Exercise requirements: Starting at the first line of the listing below and ending at the line with "pub enum EnvEdit", copy each line exactly.

*** Material for this exercise ***

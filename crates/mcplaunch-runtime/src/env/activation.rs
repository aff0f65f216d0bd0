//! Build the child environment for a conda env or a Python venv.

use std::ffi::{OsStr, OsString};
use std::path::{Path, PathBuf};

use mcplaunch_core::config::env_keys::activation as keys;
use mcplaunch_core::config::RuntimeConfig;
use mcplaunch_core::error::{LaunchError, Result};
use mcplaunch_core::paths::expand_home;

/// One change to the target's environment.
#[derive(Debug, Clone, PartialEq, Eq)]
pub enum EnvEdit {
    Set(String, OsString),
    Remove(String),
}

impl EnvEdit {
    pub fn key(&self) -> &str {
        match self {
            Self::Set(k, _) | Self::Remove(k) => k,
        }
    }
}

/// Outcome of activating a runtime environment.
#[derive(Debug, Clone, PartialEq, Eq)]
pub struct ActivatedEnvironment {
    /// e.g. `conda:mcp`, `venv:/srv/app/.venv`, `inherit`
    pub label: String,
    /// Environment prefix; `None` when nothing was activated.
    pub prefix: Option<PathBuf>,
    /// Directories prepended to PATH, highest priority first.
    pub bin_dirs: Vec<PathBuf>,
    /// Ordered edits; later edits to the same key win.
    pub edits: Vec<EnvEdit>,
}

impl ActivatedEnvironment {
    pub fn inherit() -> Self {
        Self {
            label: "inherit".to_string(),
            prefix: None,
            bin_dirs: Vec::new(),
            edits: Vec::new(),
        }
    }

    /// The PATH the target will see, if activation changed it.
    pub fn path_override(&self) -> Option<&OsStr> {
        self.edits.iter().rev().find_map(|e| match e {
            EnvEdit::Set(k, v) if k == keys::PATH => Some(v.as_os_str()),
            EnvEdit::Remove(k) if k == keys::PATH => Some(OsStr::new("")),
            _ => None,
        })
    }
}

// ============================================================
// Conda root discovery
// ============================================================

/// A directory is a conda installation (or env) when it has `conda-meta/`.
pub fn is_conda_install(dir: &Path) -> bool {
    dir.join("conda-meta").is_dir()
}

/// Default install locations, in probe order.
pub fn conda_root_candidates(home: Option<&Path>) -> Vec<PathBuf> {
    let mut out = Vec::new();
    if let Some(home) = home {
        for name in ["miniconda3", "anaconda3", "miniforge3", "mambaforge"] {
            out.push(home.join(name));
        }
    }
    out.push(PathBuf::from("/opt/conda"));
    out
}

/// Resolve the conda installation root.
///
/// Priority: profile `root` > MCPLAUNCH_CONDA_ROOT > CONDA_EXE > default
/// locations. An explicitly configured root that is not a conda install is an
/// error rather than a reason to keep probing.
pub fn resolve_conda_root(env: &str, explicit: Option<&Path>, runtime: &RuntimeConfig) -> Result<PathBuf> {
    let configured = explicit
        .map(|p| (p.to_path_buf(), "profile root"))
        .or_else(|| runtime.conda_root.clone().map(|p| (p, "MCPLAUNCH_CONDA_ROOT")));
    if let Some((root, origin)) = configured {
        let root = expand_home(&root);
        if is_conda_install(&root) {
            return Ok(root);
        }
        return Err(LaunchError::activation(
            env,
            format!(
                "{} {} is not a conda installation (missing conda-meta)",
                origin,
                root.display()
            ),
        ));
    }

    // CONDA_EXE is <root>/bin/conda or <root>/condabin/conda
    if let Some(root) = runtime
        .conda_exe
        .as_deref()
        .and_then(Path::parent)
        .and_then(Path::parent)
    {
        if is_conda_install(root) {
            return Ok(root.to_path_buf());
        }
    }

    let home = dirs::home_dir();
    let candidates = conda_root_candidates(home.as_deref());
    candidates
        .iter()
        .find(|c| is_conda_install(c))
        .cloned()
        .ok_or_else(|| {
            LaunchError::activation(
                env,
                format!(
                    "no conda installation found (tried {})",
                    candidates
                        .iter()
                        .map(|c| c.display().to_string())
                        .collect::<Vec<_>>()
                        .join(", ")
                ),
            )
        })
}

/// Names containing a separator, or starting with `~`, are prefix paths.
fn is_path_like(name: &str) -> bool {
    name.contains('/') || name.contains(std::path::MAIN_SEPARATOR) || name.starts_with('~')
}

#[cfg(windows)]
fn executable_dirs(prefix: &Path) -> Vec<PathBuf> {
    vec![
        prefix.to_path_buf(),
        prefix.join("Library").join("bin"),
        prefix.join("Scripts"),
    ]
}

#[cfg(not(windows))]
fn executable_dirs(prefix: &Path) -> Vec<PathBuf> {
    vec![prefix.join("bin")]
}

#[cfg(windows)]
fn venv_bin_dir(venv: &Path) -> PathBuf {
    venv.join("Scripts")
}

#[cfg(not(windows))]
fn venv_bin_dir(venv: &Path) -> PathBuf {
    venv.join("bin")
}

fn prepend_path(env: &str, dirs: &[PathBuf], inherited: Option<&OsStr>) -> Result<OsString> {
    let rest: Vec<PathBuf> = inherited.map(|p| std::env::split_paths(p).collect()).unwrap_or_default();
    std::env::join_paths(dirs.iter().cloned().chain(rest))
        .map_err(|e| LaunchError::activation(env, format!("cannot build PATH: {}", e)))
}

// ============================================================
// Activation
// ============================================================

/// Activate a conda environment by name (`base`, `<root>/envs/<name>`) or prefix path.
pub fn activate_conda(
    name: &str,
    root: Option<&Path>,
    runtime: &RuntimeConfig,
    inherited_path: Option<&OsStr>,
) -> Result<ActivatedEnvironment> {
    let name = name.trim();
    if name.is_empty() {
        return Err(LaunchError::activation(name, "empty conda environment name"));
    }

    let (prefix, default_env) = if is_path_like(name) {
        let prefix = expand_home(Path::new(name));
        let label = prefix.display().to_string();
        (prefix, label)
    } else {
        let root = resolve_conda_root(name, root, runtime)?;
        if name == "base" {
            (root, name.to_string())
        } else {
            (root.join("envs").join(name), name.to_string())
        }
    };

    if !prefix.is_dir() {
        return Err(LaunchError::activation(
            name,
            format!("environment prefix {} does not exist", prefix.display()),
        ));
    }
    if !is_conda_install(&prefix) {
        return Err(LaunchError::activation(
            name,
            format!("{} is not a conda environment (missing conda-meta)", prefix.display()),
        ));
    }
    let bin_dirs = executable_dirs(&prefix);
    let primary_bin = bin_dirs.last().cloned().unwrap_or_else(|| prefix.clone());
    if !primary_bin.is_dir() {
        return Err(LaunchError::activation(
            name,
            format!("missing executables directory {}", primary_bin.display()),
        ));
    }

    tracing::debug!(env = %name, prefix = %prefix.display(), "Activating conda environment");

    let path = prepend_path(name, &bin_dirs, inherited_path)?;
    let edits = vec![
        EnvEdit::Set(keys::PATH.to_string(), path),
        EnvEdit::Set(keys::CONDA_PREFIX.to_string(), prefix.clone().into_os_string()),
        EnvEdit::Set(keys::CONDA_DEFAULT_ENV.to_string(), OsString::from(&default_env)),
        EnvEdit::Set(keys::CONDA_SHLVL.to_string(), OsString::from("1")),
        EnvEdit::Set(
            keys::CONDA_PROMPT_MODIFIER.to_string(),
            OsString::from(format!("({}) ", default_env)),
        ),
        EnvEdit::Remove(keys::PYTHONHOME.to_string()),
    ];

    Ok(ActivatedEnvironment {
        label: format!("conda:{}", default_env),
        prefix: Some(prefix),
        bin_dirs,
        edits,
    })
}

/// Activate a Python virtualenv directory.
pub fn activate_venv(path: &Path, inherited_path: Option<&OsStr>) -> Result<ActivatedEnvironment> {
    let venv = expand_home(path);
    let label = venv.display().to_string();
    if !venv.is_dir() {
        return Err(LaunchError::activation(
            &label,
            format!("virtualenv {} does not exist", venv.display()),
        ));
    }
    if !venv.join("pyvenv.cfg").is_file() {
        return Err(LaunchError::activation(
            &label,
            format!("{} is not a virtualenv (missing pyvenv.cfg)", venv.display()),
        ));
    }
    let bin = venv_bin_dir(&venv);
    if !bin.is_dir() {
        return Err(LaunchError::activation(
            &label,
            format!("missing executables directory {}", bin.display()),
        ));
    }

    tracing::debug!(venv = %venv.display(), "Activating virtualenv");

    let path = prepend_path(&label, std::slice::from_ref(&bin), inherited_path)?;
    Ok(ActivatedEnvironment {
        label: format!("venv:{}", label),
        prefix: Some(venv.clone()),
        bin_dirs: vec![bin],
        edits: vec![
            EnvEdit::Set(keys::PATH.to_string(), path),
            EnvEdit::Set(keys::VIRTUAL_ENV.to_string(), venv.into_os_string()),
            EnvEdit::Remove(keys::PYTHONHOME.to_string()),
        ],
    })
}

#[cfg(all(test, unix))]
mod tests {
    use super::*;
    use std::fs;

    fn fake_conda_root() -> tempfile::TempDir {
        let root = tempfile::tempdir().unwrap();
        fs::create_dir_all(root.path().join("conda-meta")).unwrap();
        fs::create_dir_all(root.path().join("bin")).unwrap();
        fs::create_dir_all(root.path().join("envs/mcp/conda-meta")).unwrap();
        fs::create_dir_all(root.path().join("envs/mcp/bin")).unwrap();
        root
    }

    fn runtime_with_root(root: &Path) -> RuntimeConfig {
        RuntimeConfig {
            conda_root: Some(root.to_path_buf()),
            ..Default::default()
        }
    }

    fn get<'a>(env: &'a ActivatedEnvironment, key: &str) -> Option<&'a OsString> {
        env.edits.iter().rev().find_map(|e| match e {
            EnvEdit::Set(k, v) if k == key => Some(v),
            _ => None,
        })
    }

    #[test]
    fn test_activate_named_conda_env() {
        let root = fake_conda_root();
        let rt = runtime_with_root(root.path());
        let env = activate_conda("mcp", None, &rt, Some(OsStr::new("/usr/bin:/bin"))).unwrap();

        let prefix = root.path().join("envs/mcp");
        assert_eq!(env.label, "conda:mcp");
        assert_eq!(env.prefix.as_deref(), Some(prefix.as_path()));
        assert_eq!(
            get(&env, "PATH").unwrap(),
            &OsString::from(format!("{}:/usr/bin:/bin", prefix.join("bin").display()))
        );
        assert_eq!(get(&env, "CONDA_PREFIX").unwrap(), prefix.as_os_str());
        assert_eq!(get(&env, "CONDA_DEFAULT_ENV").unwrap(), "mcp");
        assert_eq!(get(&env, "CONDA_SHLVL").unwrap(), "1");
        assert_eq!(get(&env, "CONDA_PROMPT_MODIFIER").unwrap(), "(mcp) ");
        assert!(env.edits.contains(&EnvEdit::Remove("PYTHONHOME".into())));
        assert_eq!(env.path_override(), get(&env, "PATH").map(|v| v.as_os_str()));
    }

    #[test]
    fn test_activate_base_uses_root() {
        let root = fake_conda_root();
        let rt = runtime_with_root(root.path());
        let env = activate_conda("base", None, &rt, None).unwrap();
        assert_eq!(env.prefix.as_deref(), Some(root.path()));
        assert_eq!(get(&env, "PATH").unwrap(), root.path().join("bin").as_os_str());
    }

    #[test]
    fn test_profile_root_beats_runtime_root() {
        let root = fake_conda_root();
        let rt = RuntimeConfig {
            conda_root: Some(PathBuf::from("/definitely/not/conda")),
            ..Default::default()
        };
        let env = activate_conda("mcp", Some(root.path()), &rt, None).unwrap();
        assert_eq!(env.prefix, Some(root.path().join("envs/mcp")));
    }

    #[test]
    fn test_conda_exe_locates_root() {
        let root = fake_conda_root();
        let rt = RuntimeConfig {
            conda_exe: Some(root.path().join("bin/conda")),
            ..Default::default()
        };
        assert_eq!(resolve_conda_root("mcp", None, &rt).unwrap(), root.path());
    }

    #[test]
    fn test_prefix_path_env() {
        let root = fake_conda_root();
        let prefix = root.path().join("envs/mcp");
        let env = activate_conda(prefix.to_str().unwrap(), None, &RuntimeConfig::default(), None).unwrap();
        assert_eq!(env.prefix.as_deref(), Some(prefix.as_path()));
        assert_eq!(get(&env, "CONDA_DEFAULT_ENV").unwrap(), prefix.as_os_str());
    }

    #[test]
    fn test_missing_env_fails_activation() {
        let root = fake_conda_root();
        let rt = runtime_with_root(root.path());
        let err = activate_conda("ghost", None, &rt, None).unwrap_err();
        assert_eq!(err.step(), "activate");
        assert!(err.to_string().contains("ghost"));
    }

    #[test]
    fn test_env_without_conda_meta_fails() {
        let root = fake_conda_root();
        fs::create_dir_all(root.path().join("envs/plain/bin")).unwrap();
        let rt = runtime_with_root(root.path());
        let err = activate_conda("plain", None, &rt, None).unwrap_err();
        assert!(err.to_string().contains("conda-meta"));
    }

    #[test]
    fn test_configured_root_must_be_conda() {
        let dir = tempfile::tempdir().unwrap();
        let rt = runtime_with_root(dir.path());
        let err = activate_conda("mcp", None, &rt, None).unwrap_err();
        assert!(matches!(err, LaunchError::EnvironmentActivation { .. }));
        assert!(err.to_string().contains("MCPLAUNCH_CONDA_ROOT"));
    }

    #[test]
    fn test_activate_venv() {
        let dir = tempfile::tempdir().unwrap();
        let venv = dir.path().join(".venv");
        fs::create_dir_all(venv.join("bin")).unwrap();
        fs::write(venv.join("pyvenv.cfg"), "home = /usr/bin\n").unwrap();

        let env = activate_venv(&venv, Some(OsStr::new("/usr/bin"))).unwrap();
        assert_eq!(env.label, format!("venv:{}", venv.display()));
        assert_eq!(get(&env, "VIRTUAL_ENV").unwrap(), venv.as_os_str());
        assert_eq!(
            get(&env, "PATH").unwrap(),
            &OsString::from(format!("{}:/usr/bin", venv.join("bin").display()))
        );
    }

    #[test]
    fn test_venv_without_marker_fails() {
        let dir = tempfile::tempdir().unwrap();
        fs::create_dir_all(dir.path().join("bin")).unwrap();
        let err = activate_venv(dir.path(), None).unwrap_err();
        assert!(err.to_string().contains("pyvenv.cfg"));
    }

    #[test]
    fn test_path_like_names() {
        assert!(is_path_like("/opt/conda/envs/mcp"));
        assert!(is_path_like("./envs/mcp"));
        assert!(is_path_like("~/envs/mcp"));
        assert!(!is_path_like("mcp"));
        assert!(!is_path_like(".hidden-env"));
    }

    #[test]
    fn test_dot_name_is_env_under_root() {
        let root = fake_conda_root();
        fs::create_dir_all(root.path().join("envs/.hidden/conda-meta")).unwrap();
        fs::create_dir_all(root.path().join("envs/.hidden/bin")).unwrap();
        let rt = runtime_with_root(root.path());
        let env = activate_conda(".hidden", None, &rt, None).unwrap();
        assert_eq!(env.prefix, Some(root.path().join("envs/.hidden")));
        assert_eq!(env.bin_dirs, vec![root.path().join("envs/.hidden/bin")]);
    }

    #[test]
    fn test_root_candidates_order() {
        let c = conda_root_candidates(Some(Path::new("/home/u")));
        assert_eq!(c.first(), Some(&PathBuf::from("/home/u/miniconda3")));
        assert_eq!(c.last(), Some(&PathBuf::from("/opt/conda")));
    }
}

***

Task solution:
filename crates/mcplaunch-runtime/src/env/activation.rs
repository aff0f65f216d0bd0
//! Build the child environment for a conda env or a Python venv.

use std::ffi::{OsStr, OsString};
use std::path::{Path, PathBuf};

use mcplaunch_core::config::env_keys::activation as keys;
use mcplaunch_core::config::RuntimeConfig;
use mcplaunch_core::error::{LaunchError, Result};
use mcplaunch_core::paths::expand_home;

/// One change to the target's environment.
#[derive(Debug, Clone, PartialEq, Eq)]
pub enum EnvEdit {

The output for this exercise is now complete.